Dataset entries:
•••

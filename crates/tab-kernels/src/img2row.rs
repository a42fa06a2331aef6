//! Sliding-window extraction over packed activations (im2row).
//!
//! Row `r = (n * OH + oh) * OW + ow` of the result is the concatenation, in
//! `(kh, kw)` order, of the packed words of every pixel under the kernel
//! window at output position `(oh, ow)`. Each pixel contributes
//! `C_packed × planes` words, so a row holds `KH × KW × C_packed × planes`.
//! The filter tensor already stores each filter in exactly this order, which
//! lets the GEMM compare a row word-for-word with a filter.

use rayon::prelude::*;

use tab_core::{PackedTensor, Stride, WindowMatrix};

use crate::PAR_ROW_THRESHOLD;

/// Build the window matrix for a `kh × kw` kernel at `stride`.
///
/// `packed` must already carry the convolution padding.
///
/// # Panics
/// If the kernel does not fit the padded input or the stride is zero.
pub fn img2row(packed: &PackedTensor, kh: usize, kw: usize, stride: Stride) -> WindowMatrix {
    let shape = packed.shape();
    let Some((oh, ow)) = shape.output_hw(kh, kw, stride) else {
        panic!("img2row: {kh}x{kw} kernel with {stride:?} does not fit {shape}");
    };

    let pixel_words = shape.pixel_words();
    let rows = shape.n * oh * ow;
    let cols = kh * kw * pixel_words;
    tracing::trace!(rows, cols, oh, ow, "img2row");

    let mut words = vec![0u64; rows * cols];
    if cols == 0 {
        return WindowMatrix::new(words, rows, cols, shape.planes);
    }

    let fill = |(r, row): (usize, &mut [u64])| {
        let n = r / (oh * ow);
        let y = (r / ow) % oh;
        let x = r % ow;
        for i in 0..kh {
            for j in 0..kw {
                let src = packed.pixel_words(n, y * stride.h + i, x * stride.w + j);
                let at = (i * kw + j) * pixel_words;
                row[at..at + pixel_words].copy_from_slice(src);
            }
        }
    };

    if rows >= PAR_ROW_THRESHOLD {
        words.par_chunks_mut(cols).enumerate().for_each(fill);
    } else {
        words.chunks_mut(cols).enumerate().for_each(fill);
    }

    WindowMatrix::new(words, rows, cols, shape.planes)
}
//! Property tests for the packers: every logical channel survives a
//! pack/unpack round trip, and nothing leaks into tail bits or padding.

use proptest::prelude::*;

use tab_core::{FloatTensor, Padding, TensorShape};
use tab_pack::{binarize, padding_clear, tail_bits_clear, ternarize, unpack, TernaryWord};

// Shapes small enough to keep cases fast but with channel counts on both
// sides of the 64-bit word boundary.
fn shape_strategy() -> impl Strategy<Value = (TensorShape, Padding)> {
    (1usize..3, 1usize..150, 1usize..4, 1usize..4, 0usize..3, 0usize..3)
        .prop_map(|(n, c, h, w, ph, pw)| (TensorShape::new(n, c, h, w), Padding::new(ph, pw)))
}

fn symbols(len: usize, ternary: bool) -> impl Strategy<Value = Vec<i8>> {
    let choice = if ternary {
        prop::sample::select(vec![-1i8, 0, 1])
    } else {
        prop::sample::select(vec![-1i8, 1])
    };
    prop::collection::vec(choice, len)
}

proptest! {
    #[test]
    fn binary_round_trip(
        (shape, padding, syms) in shape_strategy().prop_flat_map(|(shape, padding)| {
            (Just(shape), Just(padding), symbols(shape.numel(), false))
        })
    ) {
        let x = FloatTensor::from_vec(syms.iter().map(|&s| s as f32).collect(), shape).unwrap();
        let q = binarize(&x, padding, None);

        prop_assert_eq!(unpack(&q), syms);
        prop_assert!(tail_bits_clear(&q));
        prop_assert!(padding_clear(&q));
    }

    #[test]
    fn ternary_round_trip(
        (shape, padding, syms) in shape_strategy().prop_flat_map(|(shape, padding)| {
            (Just(shape), Just(padding), symbols(shape.numel(), true))
        })
    ) {
        let x = FloatTensor::from_vec(syms.iter().map(|&s| s as f32).collect(), shape).unwrap();
        let q = ternarize(&x, padding, &vec![0.5; shape.n]);

        prop_assert_eq!(unpack(&q), syms);
        prop_assert!(tail_bits_clear(&q));
        prop_assert!(padding_clear(&q));
        let invalid: u32 = q
            .words()
            .chunks_exact(2)
            .map(|p| TernaryWord::from_planes(p).count_invalid())
            .sum();
        prop_assert_eq!(invalid, 0);
    }
}

#[test]
fn sixty_four_vs_fifty_two_channels() {
    for c in [52usize, 64] {
        let shape = TensorShape::new(1, c, 2, 2);
        let syms: Vec<i8> = (0..shape.numel()).map(|i| [1i8, -1, 0][i % 3]).collect();
        let x = FloatTensor::from_vec(syms.iter().map(|&s| s as f32).collect(), shape).unwrap();
        let q = ternarize(&x, Padding::square(1), &[0.5]);
        assert_eq!(q.shape().c, 1);
        assert_eq!(unpack(&q), syms, "c = {c}");
        assert!(tail_bits_clear(&q));
    }
}
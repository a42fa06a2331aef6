//! Layer configurations for `tab verify` and `tab bench`.

use std::fmt;
use std::path::Path;

use anyhow::{Context, Result};
use serde::{Deserialize, Serialize};

use tab_conv::ConvParams;
use tab_core::{Padding, Stride, TensorShape};

/// One convolution layer. Padding and stride are symmetric.
#[derive(Debug, Clone, Copy, PartialEq, Eq, Serialize, Deserialize)]
pub struct LayerCase {
    pub channels: usize,
    pub height: usize,
    pub width: usize,
    pub filters: usize,
    pub kernel_h: usize,
    pub kernel_w: usize,
    #[serde(default)]
    pub padding: usize,
    #[serde(default = "default_stride")]
    pub stride: usize,
}

fn default_stride() -> usize {
    1
}

impl LayerCase {
    #[allow(clippy::too_many_arguments)]
    pub const fn new(
        channels: usize,
        height: usize,
        width: usize,
        filters: usize,
        kernel_h: usize,
        kernel_w: usize,
        padding: usize,
        stride: usize,
    ) -> Self {
        Self { channels, height, width, filters, kernel_h, kernel_w, padding, stride }
    }

    pub fn input_shape(&self, batch: usize) -> TensorShape {
        TensorShape::new(batch, self.channels, self.height, self.width)
    }

    /// `[KN, C, KH, KW]`.
    pub fn weight_shape(&self) -> TensorShape {
        TensorShape::new(self.filters, self.channels, self.kernel_h, self.kernel_w)
    }

    pub fn params(&self) -> ConvParams {
        ConvParams::new(Padding::square(self.padding), Stride::square(self.stride))
    }
}

impl fmt::Display for LayerCase {
    fn fmt(&self, f: &mut fmt::Formatter<'_>) -> fmt::Result {
        write!(
            f,
            "C={} H={} W={} kernel {}x{}x{}x{} p={} s={}",
            self.channels,
            self.height,
            self.width,
            self.filters,
            self.channels,
            self.kernel_h,
            self.kernel_w,
            self.padding,
            self.stride
        )
    }
}

/// Correctness layers: single pixels, partial channel words, strides that
/// truncate, non-square kernels and padding wider than the image.
pub const VERIFY_CASES: [LayerCase; 9] = [
    // c, h, w, kn, kh, kw, p, s
    LayerCase::new(1, 2, 2, 1, 3, 3, 1, 1),
    LayerCase::new(64, 12, 16, 64, 1, 1, 0, 1),
    LayerCase::new(32, 12, 16, 52, 1, 1, 0, 2),
    LayerCase::new(256, 56, 56, 10, 3, 3, 1, 1),
    LayerCase::new(160, 64, 56, 32, 3, 3, 0, 2),
    LayerCase::new(325, 36, 25, 125, 5, 7, 3, 4),
    LayerCase::new(32, 1, 1, 120, 1, 1, 0, 1),
    LayerCase::new(512, 1, 1, 1024, 1, 1, 0, 1),
    LayerCase::new(1024, 1, 1, 1640, 1, 1, 2, 3),
];

/// Timing layers: 3x3 kernels at shrinking resolution, the same tensor at
/// strides 1 to 4, growing kernels on one tensor, then fully connected layers.
pub const BENCH_CASES: [LayerCase; 20] = [
    // c, h, w, kn, kh, kw, p, s
    LayerCase::new(64, 56, 56, 64, 3, 3, 1, 1),
    LayerCase::new(64, 56, 56, 128, 3, 3, 1, 1),
    LayerCase::new(128, 28, 28, 128, 3, 3, 1, 1),
    LayerCase::new(128, 28, 28, 256, 3, 3, 1, 1),
    LayerCase::new(256, 14, 14, 256, 3, 3, 1, 1),
    LayerCase::new(256, 14, 14, 512, 3, 3, 1, 1),
    LayerCase::new(80, 224, 224, 80, 3, 3, 1, 1),
    LayerCase::new(80, 224, 224, 80, 3, 3, 1, 2),
    LayerCase::new(80, 224, 224, 80, 3, 3, 1, 3),
    LayerCase::new(80, 224, 224, 80, 3, 3, 1, 4),
    LayerCase::new(512, 56, 56, 256, 1, 1, 0, 1),
    LayerCase::new(512, 56, 56, 256, 3, 3, 1, 1),
    LayerCase::new(512, 56, 56, 256, 5, 5, 2, 1),
    LayerCase::new(512, 56, 56, 256, 7, 7, 3, 1),
    LayerCase::new(512, 56, 56, 256, 9, 9, 3, 1),
    LayerCase::new(512, 56, 56, 256, 11, 11, 3, 1),
    LayerCase::new(2000, 1, 1, 4000, 1, 1, 0, 1),
    LayerCase::new(4000, 1, 1, 8000, 1, 1, 0, 1),
    LayerCase::new(8000, 1, 1, 16000, 1, 1, 0, 1),
    LayerCase::new(16000, 1, 1, 32000, 1, 1, 0, 1),
];

/// Read a JSON array of layer cases.
pub fn load_cases(path: &Path) -> Result<Vec<LayerCase>> {
    let text = std::fs::read_to_string(path)
        .with_context(|| format!("failed to read cases from {}", path.display()))?;
    parse_cases(&text).with_context(|| format!("invalid cases in {}", path.display()))
}

pub fn parse_cases(text: &str) -> Result<Vec<LayerCase>> {
    let cases: Vec<LayerCase> = serde_json::from_str(text)?;
    for (i, case) in cases.iter().enumerate() {
        if case.stride == 0 {
            anyhow::bail!("case {i}: stride must be at least 1");
        }
        if case.channels == 0 || case.filters == 0 || case.kernel_h == 0 || case.kernel_w == 0 {
            anyhow::bail!("case {i}: channels, filters and kernel sizes must be positive");
        }
    }
    Ok(cases)
}

/// The built-in table, or the one in `path` if given.
pub fn select(path: Option<&Path>, builtin: &[LayerCase]) -> Result<Vec<LayerCase>> {
    match path {
        Some(p) => load_cases(p),
        None => Ok(builtin.to_vec()),
    }
}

•••

Task to carry out> Set down verbatim only the lines between the start of the data above and the line with "this order, which", both boundaries included.

Exercise output>
filename crates/tab-kernels/src/img2row.rs
repository a42fa06a2331aef6
//! Sliding-window extraction over packed activations (im2row).
//!
//! Row `r = (n * OH + oh) * OW + ow` of the result is the concatenation, in
//! `(kh, kw)` order, of the packed words of every pixel under the kernel
//! window at output position `(oh, ow)`. Each pixel contributes
//! `C_packed × planes` words, so a row holds `KH × KW × C_packed × planes`.
//! The filter tensor already stores each filter in exactly this order, which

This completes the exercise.